— Exercise requirements —
Search the records for the word "requested". Copy every line where it appears.
-*-*-
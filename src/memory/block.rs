//! Memory blocks and their ownership mode
//!
//! A block is a contiguous native byte range owned by exactly one entity:
//! - [`Ownership::Owned`]: allocated here and freed when the owning handle is released
//! - [`Ownership::Borrowed`]: memory owned by someone else (the engine, or
//!   another handle) that is never freed through this block
//!
//! A block produced by the value builder holds its header and the trailing
//! vector payload region in one allocation, so both are freed together.

use super::{raw, Address};
use crate::errors::Result;

#[derive(Copy, Clone, Debug, PartialEq, Eq)]
pub enum Ownership {
    Owned,
    Borrowed,
}

#[derive(Debug)]
pub struct MemoryBlock {
    address: Address,
    size: usize,
    ownership: Ownership,
}

impl MemoryBlock {
    /// Allocate a zeroed, owned block
    pub fn allocate(size: usize) -> Result<Self> {
        Ok(MemoryBlock {
            address: raw::allocate(size)?,
            size,
            ownership: Ownership::Owned,
        })
    }

    /// Describe memory owned elsewhere
    ///
    /// # Safety
    ///
    /// `address` must be valid for `size` bytes for as long as the block is used.
    pub unsafe fn borrowed(address: Address, size: usize) -> Self {
        MemoryBlock {
            address,
            size,
            ownership: Ownership::Borrowed,
        }
    }

    pub fn address(&self) -> Address {
        self.address
    }

    pub fn size(&self) -> usize {
        self.size
    }

    pub fn ownership(&self) -> Ownership {
        self.ownership
    }

    pub fn is_owned(&self) -> bool {
        self.ownership == Ownership::Owned
    }

    /// Free the block if it is owned; borrowed blocks are left untouched
    ///
    /// # Safety
    ///
    /// Must be called at most once, and the block must not be read afterwards.
    pub(crate) unsafe fn release(&self) {
        if self.is_owned() {
            raw::free(self.address);
        }
    }
}
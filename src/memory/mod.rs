//! Native memory model
//!
//! This module provides the memory abstractions the rest of the crate builds on:
//! - [`raw`]: allocate/free/copy and scalar get/put at an [`Address`]
//! - [`layout`]: struct field offsets and total size from ordered field types
//! - [`block`]: a contiguous allocation with an explicit ownership mode
//!
//! # Addresses
//!
//! Addresses are carried as the [`Address`] newtype rather than bare integers,
//! so an address can never be mixed up with an offset, a size or an element
//! count. Only [`raw`] turns an address back into a pointer.

pub mod block;
pub mod layout;
pub mod raw;

use std::fmt;

/// A native memory address (64-bit)
#[derive(Copy, Clone, Debug, Default, PartialEq, Eq, PartialOrd, Ord, Hash)]
pub struct Address(u64);

impl Address {
    /// The null address
    pub const NULL: Address = Address(0);

    /// Wrap a raw address value, e.g. one returned by the engine
    pub const fn new(raw: u64) -> Self {
        Address(raw)
    }

    /// The raw address value
    pub const fn get(self) -> u64 {
        self.0
    }

    pub fn is_null(self) -> bool {
        self.0 == 0
    }

    /// Address `bytes` past this one
    pub fn offset(self, bytes: usize) -> Address {
        Address(self.0 + bytes as u64)
    }

    pub(crate) fn from_ptr<T>(ptr: *const T) -> Self {
        Address(ptr as usize as u64)
    }

    pub(crate) fn as_ptr(self) -> *mut u8 {
        self.0 as usize as *mut u8
    }
}

impl fmt::Display for Address {
    fn fmt(&self, f: &mut fmt::Formatter<'_>) -> fmt::Result {
        write!(f, "0x{:x}", self.0)
    }
}

impl fmt::LowerHex for Address {
    fn fmt(&self, f: &mut fmt::Formatter<'_>) -> fmt::Result {
        fmt::LowerHex::fmt(&self.0, f)
    }
}
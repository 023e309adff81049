//! Parser for type descriptor names
//!
//! Accepts exactly the notation printed by [`TypeDesc::name`], with any
//! amount of whitespace between tokens:
//!
//! ```text
//! type   := prim | "vec" "[" type "]" | "{" [type ("," type)*] "}"
//! prim   := "bool" | "i8" | "i32" | "i64" | "f32" | "f64" | "pointer"
//! ```

use super::{PrimitiveKind, StructType, TypeDesc, VecType};
use crate::errors::{MarshalError, Result};

/// Deepest accepted nesting of struct and vector types
pub const MAX_NESTING: usize = 128;

/// Parse a type descriptor from its name, e.g. `{i32, vec[i64]}`
pub fn parse(input: &str) -> Result<TypeDesc> {
    let mut parser = TypeParser::new(input);
    let ty = parser.parse_type()?;
    parser.skip_whitespace();
    if !parser.is_at_end() {
        return Err(parser.error("unexpected trailing input"));
    }
    Ok(ty)
}

/// Parse a struct descriptor; fails if the text names any other kind of type
pub fn parse_struct(input: &str) -> Result<StructType> {
    match parse(input)? {
        TypeDesc::Struct(st) => Ok(st),
        other => Err(MarshalError::invalid_type(format!(
            "expected a struct type, got {}",
            other
        ))),
    }
}

struct TypeParser<'a> {
    input: &'a str,
    position: usize,
    depth: usize,
}

impl<'a> TypeParser<'a> {
    fn new(input: &'a str) -> Self {
        TypeParser {
            input,
            position: 0,
            depth: 0,
        }
    }

    fn parse_type(&mut self) -> Result<TypeDesc> {
        self.skip_whitespace();
        match self.peek() {
            Some(b'{') => {
                self.position += 1;
                self.nested(|p| p.parse_struct_fields().map(TypeDesc::Struct))
            }
            Some(c) if c.is_ascii_alphabetic() => {
                let start = self.position;
                let ident = self.ident();
                match ident {
                    "vec" => {
                        self.expect(b'[')?;
                        let element = self.nested(|p| p.parse_type())?;
                        self.expect(b']')?;
                        Ok(VecType::new(element).into())
                    }
                    _ => primitive(ident).map(TypeDesc::Primitive).ok_or_else(|| {
                        self.position = start;
                        self.error(&format!("unknown type '{}'", ident))
                    }),
                }
            }
            Some(_) => Err(self.error("expected a type")),
            None => Err(self.error("unexpected end of input")),
        }
    }

    // Called after the opening brace
    fn parse_struct_fields(&mut self) -> Result<StructType> {
        let mut fields = Vec::new();
        self.skip_whitespace();
        if self.peek() == Some(b'}') {
            self.position += 1;
            return Ok(StructType::new(fields));
        }
        loop {
            fields.push(self.parse_type()?);
            self.skip_whitespace();
            match self.peek() {
                Some(b',') => self.position += 1,
                Some(b'}') => {
                    self.position += 1;
                    return Ok(StructType::new(fields));
                }
                _ => return Err(self.error("expected ',' or '}'")),
            }
        }
    }

    fn nested<T>(&mut self, parse: impl FnOnce(&mut Self) -> Result<T>) -> Result<T> {
        if self.depth == MAX_NESTING {
            return Err(self.error("type nesting too deep"));
        }
        self.depth += 1;
        let result = parse(self);
        self.depth -= 1;
        result
    }

    fn ident(&mut self) -> &'a str {
        let start = self.position;
        while self.peek().is_some_and(|c| c.is_ascii_alphanumeric()) {
            self.position += 1;
        }
        &self.input[start..self.position]
    }

    fn expect(&mut self, expected: u8) -> Result<()> {
        self.skip_whitespace();
        if self.peek() == Some(expected) {
            self.position += 1;
            Ok(())
        } else {
            Err(self.error(&format!("expected '{}'", expected as char)))
        }
    }

    fn skip_whitespace(&mut self) {
        while self.peek().is_some_and(|c| c.is_ascii_whitespace()) {
            self.position += 1;
        }
    }

    fn peek(&self) -> Option<u8> {
        self.input.as_bytes().get(self.position).copied()
    }

    fn is_at_end(&self) -> bool {
        self.position >= self.input.len()
    }

    fn error(&self, message: &str) -> MarshalError {
        MarshalError::invalid_type(format!(
            "{} at position {} in '{}'",
            message, self.position, self.input
        ))
    }
}

fn primitive(ident: &str) -> Option<PrimitiveKind> {
    PrimitiveKind::ALL
        .into_iter()
        .find(|kind| kind.name() == ident)
}
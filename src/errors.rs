//! Recoverable error types for the marshaling layer
//!
//! This module defines [`MarshalError`], covering the failures a caller is
//! expected to handle: value conversion problems while building a block, and
//! failures reported by the engine through its error handle.
//!
//! Programming errors (access after close, a typed accessor used on a field of
//! another kind, an out-of-bounds read) are not represented here. They panic
//! with the offending index and the expected vs actual kind or size.

use thiserror::Error;

/// Errors surfaced by descriptor construction, the value builder and the engine adapter
#[derive(Debug, Clone, PartialEq, Eq, Error)]
pub enum MarshalError {
    /// A type descriptor could not be constructed
    #[error("Invalid type: {message}")]
    InvalidType { message: String },

    /// A value at the given position cannot be encoded
    #[error("Unsupported value[{index}]: {kind}")]
    UnsupportedValue { index: usize, kind: String },

    /// Elements of one vector do not share a single type
    #[error("Type mismatch at element {index}: expected {expected}, got {got}")]
    TypeMismatch {
        index: usize,
        expected: String,
        got: String,
    },

    /// A size or element width argument is zero or inconsistent
    #[error("Invalid {what}: {size}")]
    InvalidSize { what: &'static str, size: usize },

    /// The native allocator refused a request
    #[error("Out of memory: requested {requested} bytes")]
    OutOfMemory { requested: usize },

    /// Text cannot be passed across the C boundary (interior NUL)
    #[error("Invalid string: {message}")]
    InvalidString { message: String },

    /// Unknown engine log level name
    #[error("Invalid log level '{level}'")]
    InvalidLogLevel { level: String },

    /// The engine reported a non-zero error code
    #[error("{message} (code {code})")]
    Engine { code: i32, message: String },
}

impl MarshalError {
    /// Engine error code, if this error came from the engine
    pub fn code(&self) -> Option<i32> {
        match self {
            MarshalError::Engine { code, .. } => Some(*code),
            _ => None,
        }
    }

    pub(crate) fn invalid_type(message: impl Into<String>) -> Self {
        MarshalError::InvalidType {
            message: message.into(),
        }
    }
}

/// Result alias used throughout the crate
pub type Result<T> = std::result::Result<T, MarshalError>;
-*-*-
— Answer space —
    #[error("Out of memory: requested {requested} bytes")]
    OutOfMemory { requested: usize },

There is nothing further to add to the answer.